A copy is needed of each line in the records that has the word "crossed".

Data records
---+---

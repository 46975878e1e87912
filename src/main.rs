use std::fs;
use std::path::Path;

use clap::Parser;
use rand::rngs::StdRng;
use rand::{RngCore, SeedableRng};
use tracing::info;
use tracing_subscriber::EnvFilter;

use bite_balance_rs::cli::{Cli, Command};
use bite_balance_rs::error::{BiteError, Result};
use bite_balance_rs::insights::{build_report_with, MealReport};
use bite_balance_rs::intake::parse_vision_response;
use bite_balance_rs::interface::{
    display_entries, display_goals, display_report, display_stats, prompt_entry_choice,
    prompt_reading,
};
use bite_balance_rs::journal::{load_entries, parse_day, write_daily_scores_csv, Goals, Journal};
use bite_balance_rs::models::NutritionReading;

fn main() {
    init_logging();

    if let Err(e) = run() {
        eprintln!("Error: {}", e);
        std::process::exit(1);
    }
}

/// Log to stderr so `--json` output on stdout stays clean.
fn init_logging() {
    let filter = EnvFilter::try_from_default_env()
        .unwrap_or_else(|_| EnvFilter::new("bite_balance_rs=warn"));

    tracing_subscriber::fmt()
        .with_env_filter(filter)
        .with_writer(std::io::stderr)
        .init();
}

fn run() -> Result<()> {
    let cli = Cli::parse();
    let mut rng: Box<dyn RngCore> = match cli.seed {
        Some(seed) => Box::new(StdRng::seed_from_u64(seed)),
        None => Box::new(rand::thread_rng()),
    };
    let command = cli.command.unwrap_or_default();

    match command {
        Command::Analyze { input } => {
            let reading = match input {
                Some(path) => NutritionReading::from_json_str(&fs::read_to_string(path)?)?,
                None => prompt_reading()?,
            };
            let report = build_report_with(&reading, &mut rng);
            emit(&report, cli.json)
        }
        Command::Vision { response } => cmd_vision(&response, &mut rng, cli.json),
        Command::Day { date } => cmd_day(&cli.journal, date, &mut rng, cli.json),
        Command::Meal { name } => cmd_meal(&cli.journal, &name, &mut rng, cli.json),
        Command::Stats {
            days,
            date,
            recent,
            goals,
        } => cmd_stats(&cli.journal, days, date, recent, goals.into(), cli.json),
        Command::Report { csv } => cmd_report(&cli.journal, &csv),
    }
}

fn emit(report: &MealReport, json: bool) -> Result<()> {
    if json {
        println!("{}", serde_json::to_string_pretty(report)?);
    } else {
        display_report(report);
    }
    Ok(())
}

fn open_journal(path: &Path) -> Result<Journal> {
    if !path.exists() {
        return Err(BiteError::InvalidInput(format!(
            "journal file not found: {}",
            path.display()
        )));
    }

    let journal = Journal::new(load_entries(path)?);
    info!(entries = journal.len(), "journal loaded");
    Ok(journal)
}

/// Score the meal described by a raw vision-model answer.
fn cmd_vision(path: &Path, rng: &mut dyn RngCore, json: bool) -> Result<()> {
    let raw = fs::read_to_string(path)?;
    let vision = parse_vision_response(&raw)?;

    let report = build_report_with(&vision.to_reading(), rng).with_label(vision.display_name());
    emit(&report, json)?;

    if !json {
        if let Some(notes) = &vision.notes {
            println!("Model notes ({} confidence): {}", vision.confidence, notes);
        }
    }
    Ok(())
}

/// Score a day's aggregate intake.
fn cmd_day(journal_path: &Path, date: Option<String>, rng: &mut dyn RngCore, json: bool) -> Result<()> {
    let journal = open_journal(journal_path)?;
    let date = match date {
        Some(d) => d,
        None => journal.latest_date()?.to_string(),
    };

    let meals = journal.entries_on(&date).len();
    if meals == 0 {
        return Err(BiteError::EntryNotFound(format!("no meals logged on {}", date)));
    }

    info!(%date, meals, "analyzing daily totals");
    let totals = journal.daily_totals(&date);
    let report = build_report_with(&totals, rng).with_label(format!("{} ({} meals)", date, meals));
    emit(&report, json)
}

/// Score one logged meal found by name.
fn cmd_meal(journal_path: &Path, name: &str, rng: &mut dyn RngCore, json: bool) -> Result<()> {
    let journal = open_journal(journal_path)?;
    let candidates = journal.find_by_name(name);

    let needle = name.trim().to_lowercase();
    let exact = candidates.iter().all(|e| e.key() == needle);

    // Several exact hits mean the meal was logged more than once: ask which
    // one, or take the most recent when output must stay non-interactive.
    let entry = match candidates.as_slice() {
        [] => return Err(BiteError::EntryNotFound(name.to_string())),
        [only] if exact => *only,
        [best, ..] if json => *best,
        _ => match prompt_entry_choice(&candidates)? {
            Some(entry) => entry,
            None => return Ok(()),
        },
    };

    let report = build_report_with(&entry.reading(), rng)
        .with_label(format!("{} ({})", entry.food_name, entry.date));
    emit(&report, json)
}

/// Window stats, goal progress for the last day, and the newest entries.
fn cmd_stats(
    journal_path: &Path,
    days: usize,
    date: Option<String>,
    recent: usize,
    goals: Goals,
    json: bool,
) -> Result<()> {
    let journal = open_journal(journal_path)?;
    let end = match date {
        Some(d) => parse_day(&d)?,
        None => chrono::Local::now().date_naive(),
    };
    let end_key = end.format("%Y-%m-%d").to_string();

    let stats = journal.stats(end, days);
    let progress = goals.progress(&journal.daily_totals(&end_key));
    let entries = journal.recent_entries(None, recent);
    info!(date = %end_key, days, streak = stats.streak, "journal stats");

    if json {
        let out = serde_json::json!({
            "date": end_key,
            "stats": stats,
            "goals": progress,
            "recentEntries": entries,
        });
        println!("{}", serde_json::to_string_pretty(&out)?);
    } else {
        display_stats(&stats);
        display_goals(&end_key, &progress);
        display_entries(&entries);
        println!();
    }
    Ok(())
}

/// Export per-day scores to CSV.
fn cmd_report(journal_path: &Path, csv_path: &Path) -> Result<()> {
    let journal = open_journal(journal_path)?;
    let rows = write_daily_scores_csv(&journal, csv_path)?;
    println!("Wrote {} days to {}", rows, csv_path.display());
    Ok(())
}
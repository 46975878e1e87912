use crate::insights::constants::*;
use crate::models::{
    AlternativeSuggestion, AlternativeSuggestionGroup, Concern, NutritionAnalysis,
    NutritionReading, Recommendation,
};

fn group(category: &str, table: &[SuggestionText]) -> AlternativeSuggestionGroup {
    AlternativeSuggestionGroup {
        category: category.to_string(),
        suggestions: table
            .iter()
            .map(|s| AlternativeSuggestion {
                title: s.title.to_string(),
                description: s.description.to_string(),
                benefit: s.benefit.to_string(),
            })
            .collect(),
    }
}

/// Healthier-alternative groups for the problems found in `analysis`.
///
/// Groups always come out in the order sodium, sugar, calories, protein,
/// whatever order the concerns were recorded in. The protein group keys off
/// the `AddProtein` recommendation because low protein is not a concern.
/// An empty result means nothing needs replacing.
pub fn suggest_alternatives(
    _reading: &NutritionReading,
    analysis: &NutritionAnalysis,
) -> Vec<AlternativeSuggestionGroup> {
    let mut groups = Vec::new();

    if analysis.has_concern(Concern::HighSodium) {
        groups.push(group(CATEGORY_LOW_SODIUM, &LOW_SODIUM_SUGGESTIONS));
    }

    if analysis.has_concern(Concern::HighSugar) {
        groups.push(group(CATEGORY_LOWER_SUGAR, &LOWER_SUGAR_SUGGESTIONS));
    }

    if analysis.has_concern(Concern::VeryHighCalories) {
        groups.push(group(
            CATEGORY_CALORIE_CONSCIOUS,
            &CALORIE_CONSCIOUS_SUGGESTIONS,
        ));
    }

    if analysis.recommends(Recommendation::AddProtein) {
        groups.push(group(CATEGORY_PROTEIN_BOOST, &PROTEIN_BOOST_SUGGESTIONS));
    }

    groups
}
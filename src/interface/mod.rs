pub mod prompts;
pub mod render;

pub use prompts::{prompt_entry_choice, prompt_reading};
pub use render::{
    display_alternatives, display_analysis, display_entries, display_facts, display_goals,
    display_reading, display_report, display_stats,
};
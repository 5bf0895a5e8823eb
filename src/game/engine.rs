//! Locally-authoritative round simulation

use std::collections::VecDeque;

use rand::{Rng, SeedableRng};
use rand_chacha::ChaCha8Rng;
use tracing::debug;

use crate::command::Command;

use super::model::{
    GameState, Obstacle, ObstacleKind, BOUNDARY_HORIZONTAL, BOUNDARY_VERTICAL,
    CANVAS_HEIGHT, CANVAS_WIDTH,
};

/// Commands buffered between ticks; oldest are dropped past this
const COMMAND_QUEUE_CAP: usize = 32;

/// Obstacles spawn at least this far from the top and bottom edges
const SPAWN_Y_MARGIN: f32 = 70.0;

/// Tuning values for a round
#[derive(Debug, Clone, Copy)]
pub struct EngineConfig {
    /// Pixels the airplane moves per accepted command
    pub move_step: f32,
    /// Spawn interval at round start
    pub spawn_interval_ms: u64,
    /// Spawn interval never drops below this
    pub spawn_interval_floor_ms: u64,
    /// Interval reduction per difficulty step
    pub spawn_interval_step_ms: u64,
    /// Horizontal obstacle speed before the speed multiplier
    pub base_obstacle_speed: f32,
    /// Points per obstacle that fully clears the left edge
    pub clear_reward: u32,
    /// Score between difficulty steps
    pub speed_up_every: u32,
    /// Multiplier added per difficulty step
    pub speed_up_amount: f32,
}

impl Default for EngineConfig {
    fn default() -> Self {
        Self {
            move_step: 50.0,
            spawn_interval_ms: 2500,
            spawn_interval_floor_ms: 1500,
            spawn_interval_step_ms: 50,
            base_obstacle_speed: 3.5,
            clear_reward: 10,
            speed_up_every: 50,
            speed_up_amount: 0.05,
        }
    }
}

/// Events emitted by a simulation tick
#[derive(Debug, Clone, PartialEq)]
pub enum TickEvent {
    /// An obstacle fully left the playfield and paid out
    ObstacleCleared { id: u64, score: u32 },
    /// A score threshold raised the difficulty
    DifficultyRaised {
        game_speed: f32,
        spawn_interval_ms: u64,
    },
    /// The airplane hit an obstacle; the round is over
    Crashed { obstacle_id: u64, score: u32 },
}

/// The authoritative round simulation.
///
/// Commands queue up between ticks and are drained in arrival order at
/// the start of each tick, so a tick observes a single consistent
/// airplane position. All timing comes in through `now_ms` which keeps
/// the engine deterministic for a given seed and call schedule.
pub struct LocalEngine {
    cfg: EngineConfig,
    state: GameState,
    commands: VecDeque<Command>,
    spawn_interval_ms: u64,
    last_spawn_ms: u64,
    difficulty_steps: u32,
    next_obstacle_id: u64,
    rng: ChaCha8Rng,
}

impl LocalEngine {
    pub fn new(seed: u64) -> Self {
        Self::with_config(EngineConfig::default(), seed)
    }

    pub fn with_config(cfg: EngineConfig, seed: u64) -> Self {
        Self {
            cfg,
            state: GameState::default(),
            commands: VecDeque::new(),
            spawn_interval_ms: cfg.spawn_interval_ms,
            last_spawn_ms: 0,
            difficulty_steps: 0,
            next_obstacle_id: 0,
            rng: ChaCha8Rng::seed_from_u64(seed),
        }
    }

    pub fn state(&self) -> &GameState {
        &self.state
    }

    /// True while a round is running
    pub fn is_active(&self) -> bool {
        self.state.is_active()
    }

    /// Begin a fresh round. Everything except the RNG stream resets.
    pub fn start(&mut self, now_ms: u64) {
        self.state = GameState {
            game_started: true,
            ..GameState::default()
        };
        self.commands.clear();
        self.spawn_interval_ms = self.cfg.spawn_interval_ms;
        self.last_spawn_ms = now_ms;
        self.difficulty_steps = 0;
        self.next_obstacle_id = 0;
        debug!("round started");
    }

    /// Stop the round without a crash. The state freezes as-is.
    pub fn halt(&mut self) {
        self.state.game_started = false;
        self.commands.clear();
    }

    /// Queue a movement command for the next tick. Commands sent
    /// before the round starts or after it ends are dropped.
    pub fn dispatch(&mut self, command: Command) {
        if !self.is_active() || !command.is_motion() {
            return;
        }
        if self.commands.len() == COMMAND_QUEUE_CAP {
            self.commands.pop_front();
        }
        self.commands.push_back(command);
    }

    /// Advance the round by one tick.
    pub fn tick(&mut self, now_ms: u64) -> Vec<TickEvent> {
        let mut events = Vec::new();
        if !self.is_active() {
            return events;
        }

        self.drain_commands();

        if now_ms.saturating_sub(self.last_spawn_ms) > self.spawn_interval_ms {
            self.spawn_obstacle();
            self.last_spawn_ms = now_ms;
        }

        for obstacle in &mut self.state.obstacles {
            obstacle.x -= obstacle.speed;
        }

        let airplane = self.state.airplane;
        let mut crashed_into = None;
        let mut survivors = Vec::with_capacity(self.state.obstacles.len());
        for obstacle in std::mem::take(&mut self.state.obstacles) {
            // First collision ends the round; the rest of the field
            // freezes in place.
            if crashed_into.is_some() {
                survivors.push(obstacle);
                continue;
            }
            if obstacle.is_cleared() {
                self.state.score += self.cfg.clear_reward;
                events.push(TickEvent::ObstacleCleared {
                    id: obstacle.id,
                    score: self.state.score,
                });
                self.raise_difficulty(&mut events);
                continue;
            }
            if airplane.collides_with(&obstacle) {
                crashed_into = Some(obstacle.id);
            }
            survivors.push(obstacle);
        }
        self.state.obstacles = survivors;

        if let Some(obstacle_id) = crashed_into {
            self.state.game_over = true;
            events.push(TickEvent::Crashed {
                obstacle_id,
                score: self.state.score,
            });
            debug!(score = self.state.score, "round over");
        }

        events
    }

    fn drain_commands(&mut self) {
        while let Some(command) = self.commands.pop_front() {
            self.apply_command(command);
        }
    }

    fn apply_command(&mut self, command: Command) {
        let plane = &mut self.state.airplane;
        let step = self.cfg.move_step;
        match command {
            Command::Up => plane.y = (plane.y - step).max(BOUNDARY_VERTICAL),
            Command::Down => {
                plane.y = (plane.y + step).min(CANVAS_HEIGHT - plane.height - BOUNDARY_VERTICAL)
            }
            Command::Left => plane.x = (plane.x - step).max(BOUNDARY_HORIZONTAL),
            Command::Right => {
                plane.x = (plane.x + step).min(CANVAS_WIDTH - plane.width - BOUNDARY_HORIZONTAL)
            }
            Command::None => {}
        }
    }

    fn spawn_obstacle(&mut self) {
        let kind = ObstacleKind::ALL[self.rng.gen_range(0..ObstacleKind::ALL.len())];
        let (width, height) = kind.size();
        let y = SPAWN_Y_MARGIN + self.rng.gen_range(0.0..CANVAS_HEIGHT - 2.0 * SPAWN_Y_MARGIN);

        self.state.obstacles.push(Obstacle {
            id: self.next_obstacle_id,
            x: CANVAS_WIDTH,
            y,
            width,
            height,
            speed: self.cfg.base_obstacle_speed * self.state.game_speed,
            kind,
        });
        self.next_obstacle_id += 1;
    }

    /// Raise difficulty once per crossed score threshold, no matter
    /// how many obstacles cleared in one tick.
    fn raise_difficulty(&mut self, events: &mut Vec<TickEvent>) {
        let crossed = self.state.score / self.cfg.speed_up_every;
        while self.difficulty_steps < crossed {
            self.difficulty_steps += 1;
            self.state.game_speed += self.cfg.speed_up_amount;
            self.spawn_interval_ms = self
                .spawn_interval_ms
                .saturating_sub(self.cfg.spawn_interval_step_ms)
                .max(self.cfg.spawn_interval_floor_ms);
            events.push(TickEvent::DifficultyRaised {
                game_speed: self.state.game_speed,
                spawn_interval_ms: self.spawn_interval_ms,
            });
        }
    }

    #[cfg(test)]
    fn inject_obstacle(&mut self, obstacle: Obstacle) {
        self.state.obstacles.push(obstacle);
    }
}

---+---

* **EXERCISE RESPONSE**
    /// Raise difficulty once per crossed score threshold, no matter
        let crossed = self.state.score / self.cfg.speed_up_every;
        while self.difficulty_steps < crossed {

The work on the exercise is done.